▶ Work task
Within the entries below, every line containing "bool" is to be copied.

· · · ·

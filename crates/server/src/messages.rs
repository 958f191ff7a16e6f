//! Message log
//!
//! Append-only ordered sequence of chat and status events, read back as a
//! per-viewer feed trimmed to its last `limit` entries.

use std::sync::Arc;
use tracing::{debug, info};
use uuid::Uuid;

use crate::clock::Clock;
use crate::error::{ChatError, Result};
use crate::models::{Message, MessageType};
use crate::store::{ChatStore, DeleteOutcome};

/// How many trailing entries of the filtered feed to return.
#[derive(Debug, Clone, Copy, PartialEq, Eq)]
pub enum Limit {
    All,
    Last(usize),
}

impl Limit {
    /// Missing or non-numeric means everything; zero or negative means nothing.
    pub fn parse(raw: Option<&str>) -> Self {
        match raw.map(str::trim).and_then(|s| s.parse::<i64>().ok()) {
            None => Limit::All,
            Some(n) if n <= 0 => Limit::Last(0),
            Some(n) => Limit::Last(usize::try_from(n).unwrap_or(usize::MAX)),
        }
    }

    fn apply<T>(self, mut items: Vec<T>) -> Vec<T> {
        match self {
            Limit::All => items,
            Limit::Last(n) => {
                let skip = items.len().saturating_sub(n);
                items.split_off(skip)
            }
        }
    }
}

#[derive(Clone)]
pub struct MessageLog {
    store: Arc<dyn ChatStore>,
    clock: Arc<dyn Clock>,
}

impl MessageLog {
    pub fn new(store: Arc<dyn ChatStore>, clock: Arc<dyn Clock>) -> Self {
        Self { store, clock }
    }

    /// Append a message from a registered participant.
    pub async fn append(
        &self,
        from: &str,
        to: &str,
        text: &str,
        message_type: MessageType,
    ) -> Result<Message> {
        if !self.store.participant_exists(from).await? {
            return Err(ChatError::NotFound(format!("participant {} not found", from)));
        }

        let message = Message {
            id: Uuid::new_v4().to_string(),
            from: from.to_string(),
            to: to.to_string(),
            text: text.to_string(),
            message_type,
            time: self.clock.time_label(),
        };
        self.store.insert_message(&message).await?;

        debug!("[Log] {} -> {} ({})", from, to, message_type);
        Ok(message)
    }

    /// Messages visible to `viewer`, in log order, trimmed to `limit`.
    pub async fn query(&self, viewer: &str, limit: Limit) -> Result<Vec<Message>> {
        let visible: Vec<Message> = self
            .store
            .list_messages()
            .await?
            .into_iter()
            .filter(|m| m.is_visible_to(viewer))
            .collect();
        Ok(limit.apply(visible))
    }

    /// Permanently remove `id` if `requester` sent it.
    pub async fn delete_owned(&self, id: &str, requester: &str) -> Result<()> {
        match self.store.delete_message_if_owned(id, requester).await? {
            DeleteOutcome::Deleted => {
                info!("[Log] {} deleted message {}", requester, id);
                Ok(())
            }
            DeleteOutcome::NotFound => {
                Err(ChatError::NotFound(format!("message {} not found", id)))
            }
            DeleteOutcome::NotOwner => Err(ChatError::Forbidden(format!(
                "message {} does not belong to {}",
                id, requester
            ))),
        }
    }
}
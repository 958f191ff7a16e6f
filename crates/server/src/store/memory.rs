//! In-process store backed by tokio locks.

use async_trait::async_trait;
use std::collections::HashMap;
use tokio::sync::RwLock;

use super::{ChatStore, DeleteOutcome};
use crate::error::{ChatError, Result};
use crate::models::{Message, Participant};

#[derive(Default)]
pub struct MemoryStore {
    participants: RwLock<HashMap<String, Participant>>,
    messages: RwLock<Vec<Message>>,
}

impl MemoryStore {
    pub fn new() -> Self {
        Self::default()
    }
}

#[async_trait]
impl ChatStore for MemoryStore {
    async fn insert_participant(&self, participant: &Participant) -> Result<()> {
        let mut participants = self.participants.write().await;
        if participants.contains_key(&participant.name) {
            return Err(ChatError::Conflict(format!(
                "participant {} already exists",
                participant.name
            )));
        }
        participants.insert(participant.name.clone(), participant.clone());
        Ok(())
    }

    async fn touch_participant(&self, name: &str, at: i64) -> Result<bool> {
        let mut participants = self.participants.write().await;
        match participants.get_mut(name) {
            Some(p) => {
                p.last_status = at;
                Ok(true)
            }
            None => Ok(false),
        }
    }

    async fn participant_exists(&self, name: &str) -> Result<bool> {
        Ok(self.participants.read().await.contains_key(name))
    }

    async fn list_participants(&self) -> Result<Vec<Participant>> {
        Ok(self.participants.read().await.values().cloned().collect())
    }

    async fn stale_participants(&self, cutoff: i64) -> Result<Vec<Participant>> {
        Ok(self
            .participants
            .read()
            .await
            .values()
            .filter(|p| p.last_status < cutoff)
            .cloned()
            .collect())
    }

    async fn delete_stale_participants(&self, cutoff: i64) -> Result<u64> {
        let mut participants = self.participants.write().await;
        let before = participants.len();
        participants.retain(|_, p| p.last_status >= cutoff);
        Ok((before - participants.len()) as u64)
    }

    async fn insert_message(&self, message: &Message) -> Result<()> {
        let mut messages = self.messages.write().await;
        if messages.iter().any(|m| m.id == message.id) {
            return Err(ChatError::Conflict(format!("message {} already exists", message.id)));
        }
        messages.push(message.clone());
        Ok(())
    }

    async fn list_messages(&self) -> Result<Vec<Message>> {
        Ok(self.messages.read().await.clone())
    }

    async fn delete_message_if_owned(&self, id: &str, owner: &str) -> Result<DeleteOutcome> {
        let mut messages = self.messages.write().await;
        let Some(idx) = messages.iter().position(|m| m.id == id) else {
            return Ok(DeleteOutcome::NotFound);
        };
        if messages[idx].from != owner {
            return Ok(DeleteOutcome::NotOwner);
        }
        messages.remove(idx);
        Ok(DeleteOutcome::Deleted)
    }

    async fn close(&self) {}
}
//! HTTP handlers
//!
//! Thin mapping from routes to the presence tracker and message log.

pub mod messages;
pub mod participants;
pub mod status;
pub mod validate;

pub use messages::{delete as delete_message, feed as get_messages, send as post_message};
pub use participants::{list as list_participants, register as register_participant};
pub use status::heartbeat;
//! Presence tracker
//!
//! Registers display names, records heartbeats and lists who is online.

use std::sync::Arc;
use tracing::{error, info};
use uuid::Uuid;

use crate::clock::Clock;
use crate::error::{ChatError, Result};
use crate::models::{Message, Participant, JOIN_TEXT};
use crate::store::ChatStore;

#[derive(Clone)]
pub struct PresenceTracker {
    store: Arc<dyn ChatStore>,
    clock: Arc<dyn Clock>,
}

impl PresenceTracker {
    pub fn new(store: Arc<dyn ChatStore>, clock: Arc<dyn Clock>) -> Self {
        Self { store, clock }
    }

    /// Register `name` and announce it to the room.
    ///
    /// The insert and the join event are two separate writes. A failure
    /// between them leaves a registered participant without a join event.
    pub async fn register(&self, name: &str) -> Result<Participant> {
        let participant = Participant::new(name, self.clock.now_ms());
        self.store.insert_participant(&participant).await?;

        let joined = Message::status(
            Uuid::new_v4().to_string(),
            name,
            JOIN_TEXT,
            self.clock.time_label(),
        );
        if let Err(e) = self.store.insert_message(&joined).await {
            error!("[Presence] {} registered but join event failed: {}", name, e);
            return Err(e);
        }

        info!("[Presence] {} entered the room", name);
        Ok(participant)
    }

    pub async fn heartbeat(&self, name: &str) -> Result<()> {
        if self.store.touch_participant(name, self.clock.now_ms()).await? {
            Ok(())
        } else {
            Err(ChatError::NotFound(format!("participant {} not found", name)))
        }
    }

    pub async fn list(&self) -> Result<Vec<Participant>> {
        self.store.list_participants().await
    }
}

· · · ·

▶ Solution
    async fn touch_participant(&self, name: &str, at: i64) -> Result<bool> {
    async fn participant_exists(&self, name: &str) -> Result<bool> {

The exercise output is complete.